The second phase of the trial against BP for the 2010 oil spill in the Gulf of Mexico began last week in federal district court in New Orleans. This phase of the trial will focus on the dispute over the amount of oil released in the spill, which is crucial to determining the size of the ultimate civil penalty BP will have to pay. In their opening, lawyers for the federal government claimed that BP lied about the amount of oil that was leaking from the bottom of the Gulf after the April 2010 blowout at the Macondo well that killed 11 people on the Deepwater Horizon oil rig. On October 2 BP won an order from the U.S. Court of Appeals for the Fifth Circuit directing Judge Carl Barbier to reconsider claims administrator Patrick Juneau’s interpretation of a settlement agreement that BP claims was resulting in payments that were too generous. BP originally believed that the settlement would cost the company $7.8 billion, but it raised this estimate to $9.6 billion last July. Approximately $3.7 billion already has been paid out under the settlement.

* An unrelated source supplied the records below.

use geo::LineString;
use hashbrown::HashMap;
use itertools::Itertools;
use log::{debug, info, trace};
use rayon::prelude::*;

use super::config::{CorridorBuilderOptions, TierThresholds};
use super::connectors::CrossingProfile;
use crate::algo::aggregate::{aggregate_attributes, derive_name, resolve_edges};
use crate::algo::chains::{build_chains, build_chains_par};
use crate::algo::classify::{Classification, classify_edges};
use crate::algo::simplify::simplify_chain_geometry;
use crate::model::{
    Connector, Corridor, CorridorAttributes, CorridorNetwork, DataQualityReport, EdgeChain,
    StreetGraph,
};
use crate::{EntityId, Error, NodeId};

/// Builds the corridor network of a street graph
///
/// Chains are built in the graph's native edge order, then each chain is
/// promoted to a corridor or kept as a connector.
///
/// # Errors
///
/// Returns an error if `options` are invalid
pub fn build_corridor_network(
    graph: &StreetGraph,
    options: &CorridorBuilderOptions,
) -> Result<CorridorNetwork, Error> {
    options.validate()?;
    info!(
        "Building corridor network from {} nodes and {} edges",
        graph.node_count(),
        graph.edge_count()
    );

    let chains = build_chains(graph, options);
    let thresholds = options.tier_thresholds();
    let summaries: Vec<ChainSummary> = chains
        .into_iter()
        .map(|chain| ChainSummary::new(chain, graph, &thresholds, options))
        .collect();

    Ok(assemble_network(graph, summaries))
}

/// Same result as [`build_corridor_network`], with chains built per
/// connected component and summarised on the rayon thread pool
///
/// # Errors
///
/// Returns an error if `options` are invalid
pub fn build_corridor_network_par(
    graph: &StreetGraph,
    options: &CorridorBuilderOptions,
) -> Result<CorridorNetwork, Error> {
    options.validate()?;
    info!(
        "Building corridor network in parallel from {} nodes and {} edges",
        graph.node_count(),
        graph.edge_count()
    );

    let chains = build_chains_par(graph, options);
    let thresholds = options.tier_thresholds();
    let summaries: Vec<ChainSummary> = chains
        .into_par_iter()
        .map(|chain| ChainSummary::new(chain, graph, &thresholds, options))
        .collect();

    Ok(assemble_network(graph, summaries))
}

/// Per-chain results needed to promote or demote it
struct ChainSummary {
    chain: EdgeChain,
    classification: Classification,
    attributes: CorridorAttributes,
    geometry: LineString<f64>,
}

impl ChainSummary {
    fn new(
        chain: EdgeChain,
        graph: &StreetGraph,
        thresholds: &TierThresholds,
        options: &CorridorBuilderOptions,
    ) -> Self {
        let edges = resolve_edges(&chain.edge_ids, graph);
        let classification = classify_edges(&edges, thresholds, options);
        let attributes = aggregate_attributes(&chain.edge_ids, graph);
        let geometry =
            simplify_chain_geometry(&chain.edge_ids, graph, options.simplify_tolerance_meters);

        Self {
            chain,
            classification,
            attributes,
            geometry,
        }
    }

    fn is_corridor(&self) -> bool {
        self.classification.qualifies(self.chain.total_length_meters)
    }
}

fn assemble_network(graph: &StreetGraph, summaries: Vec<ChainSummary>) -> CorridorNetwork {
    let data_quality = DataQualityReport::from_graph(graph);
    data_quality.log();

    let chain_count = summaries.len();
    let incoming = graph.incoming_index();
    let mut network = CorridorNetwork {
        data_quality,
        ..CorridorNetwork::default()
    };
    // Node id -> entities starting or ending there, in chain order
    let mut entities_at_node: HashMap<String, Vec<EntityId>> = HashMap::new();

    for summary in summaries {
        let id = if summary.is_corridor() {
            let id = format!("corridor-{}", network.corridors.len());
            let corridor = promote(id.clone(), summary, graph);
            trace!(
                "{id}: {:?} over {} edges, {:.0} m",
                corridor.corridor_type,
                corridor.edge_ids.len(),
                corridor.attributes.length_meters
            );
            register_endpoints(&mut entities_at_node, &id, corridor.endpoints());
            network.corridors.insert(id.clone(), corridor);
            id
        } else {
            let id = format!("connector-{}", network.connectors.len());
            let connector = demote(id.clone(), summary, graph, &incoming);
            register_endpoints(&mut entities_at_node, &id, connector.endpoints());
            network.connectors.insert(id.clone(), connector);
            id
        };
        trace!("Chain assembled as {id}");
    }

    for entities in entities_at_node.values() {
        for (a, b) in entities.iter().tuple_combinations() {
            network.link(a, b);
        }
    }

    for connector in network.connectors.values_mut() {
        connector.corridor_ids = network
            .adjacency
            .get(&connector.id)
            .into_iter()
            .flatten()
            .filter(|neighbor| network.corridors.contains_key(neighbor.as_str()))
            .cloned()
            .collect();
    }

    let isolated = network
        .corridors
        .keys()
        .filter(|id| !network.adjacency.contains_key(id.as_str()))
        .count();
    debug!("{isolated} corridors have no neighbouring corridor or connector");

    info!(
        "Built {} corridors and {} connectors from {chain_count} chains",
        network.corridor_count(),
        network.connector_count()
    );
    network
}

fn register_endpoints(
    entities_at_node: &mut HashMap<String, Vec<EntityId>>,
    id: &str,
    [start_node_id, end_node_id]: [&NodeId; 2],
) {
    entities_at_node
        .entry(start_node_id.clone())
        .or_default()
        .push(id.to_string());
    if end_node_id != start_node_id {
        entities_at_node
            .entry(end_node_id.clone())
            .or_default()
            .push(id.to_string());
    }
}

fn promote(id: EntityId, summary: ChainSummary, graph: &StreetGraph) -> Corridor {
    let ChainSummary {
        chain,
        classification,
        attributes,
        geometry,
    } = summary;

    let edges = resolve_edges(&chain.edge_ids, graph);
    let is_oneway = !edges.is_empty() && edges.iter().all(|edge| edge.attributes.is_oneway);

    Corridor {
        id,
        name: derive_name(&chain.edge_ids, graph),
        corridor_type: classification.corridor_type,
        attributes,
        edge_ids: chain.edge_ids,
        start_node_id: chain.start_node_id,
        end_node_id: chain.end_node_id,
        geometry,
        is_oneway,
        scores: HashMap::new(),
    }
}

fn demote(
    id: EntityId,
    summary: ChainSummary,
    graph: &StreetGraph,
    incoming: &HashMap<&str, Vec<usize>>,
) -> Connector {
    let crossing = CrossingProfile::of_chain(&summary.chain, graph, incoming);
    let ChainSummary {
        chain, geometry, ..
    } = summary;

    Connector {
        id,
        edge_ids: chain.edge_ids,
        start_node_id: chain.start_node_id,
        end_node_id: chain.end_node_id,
        length_meters: chain.total_length_meters,
        corridor_ids: Vec::new(),
        crosses_major_road: crossing.crosses_major_road,
        has_signal: crossing.has_signal,
        has_stop: crossing.has_stop,
        crossing_difficulty: crossing.difficulty(),
        geometry,
    }
}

On September 30 Chevron dropped its request for damages in its RICO suit against the lawyers and plaintiffs who won what is now a $19 billion judgment against the company for oil pollution in Ecuador. The move was an effort to avoid a jury trial of Chevron’s claims that the lawsuit was part of an elaborate conspiracy to defraud the company. Daniel Gilbert, Chevron Bids to Skip Jury in Ecuador Suit, Wall St. J., Oct. 1, 2013, at B3. Fearful that a jury would ruled against it, Chevron apparently is more eager to get a formal ruling of fraud from Judge Lewis Kaplan than it is to obtain compensation. Kaplan previously issued an injunction to bar efforts to enforce the judgment anywhere in the world, an injunction that was overturned on appeal. Defendants in the RICO suit, including Steven Donziger, former lead lawyer for the pollution victims, asked the U.S. Court of Appeals to remove Judge Kaplan from hearing the case because of his alleged bias. However, after hearing oral argument on September 26, a three-judge panel of the Second Circuit denied the motion without giving a formal reason. Based on the judges’ comments at oral argument, it is likely that the denial was based on mandamus to remove a judge being an extraordinary remedy and the fact that any decision Judge Kaplan makes can be challenged on appeal. The trial is scheduled to begin on October 15.
On September 30 the state of Florida filed suit against the state of Georgia for excessive consumption of upstream water. The suit was filed in the U.S. Supreme Court, which has original jurisdiction over lawsuits between states. Florida, Alabama and Georgia have been fighting over water use for the past two decades, but previous lawsuits were filed against the U.S. Army Corps of Engineers to contest how it regulates interstate water use. Florida argues that a historic collapse of oyster harvests in Apalachicola Bay has been caused by reduced water flows into it from the north. Arguing that the lawsuit was “frivolous,” a spokesman for Georgia Governor Robert Bentley attributed the oyster collapse to overharvesting and drought. Arian Campo-Flores, Florida Sues Georgia Over Water Use, Wall St. J., October 1, 2013.
A Russian court in Murmansk has now filed piracy charges against all 30 people from 19 countries who were onboard the vessel Arctic Sunrise when it was used by Greenpeace activists to protest oil drilling in the Arctic (see blog posts from Sept. 22 and 29 of this year). The charges, which carry prison terms up to 15 years, seem ludicrous on their face. They are spawning protests aroudn the world, including in Russia, London, and the Netherlands, which has demanded the return of the vessel that flies its flag.
Hazardous levels of air pollution plagued northern China this weekend, leading to flight cancellations and road closures during the end of China’s “Golden Week” holiday. The pollution resulted in delayed starting times for golfers at the Reignwood Ladies Professional Golfing Association (LPGA) Classic, the first LPGA event ever held in China. The U.S. Embassy in Beijing reported that air pollution levels reached 400 on Saturday night using an index in which anything over 301 is considered hazardous to health. Louise Watt, Pollution Disrupts Sports Events, Travel in China, Associated Press, October 6, 2013.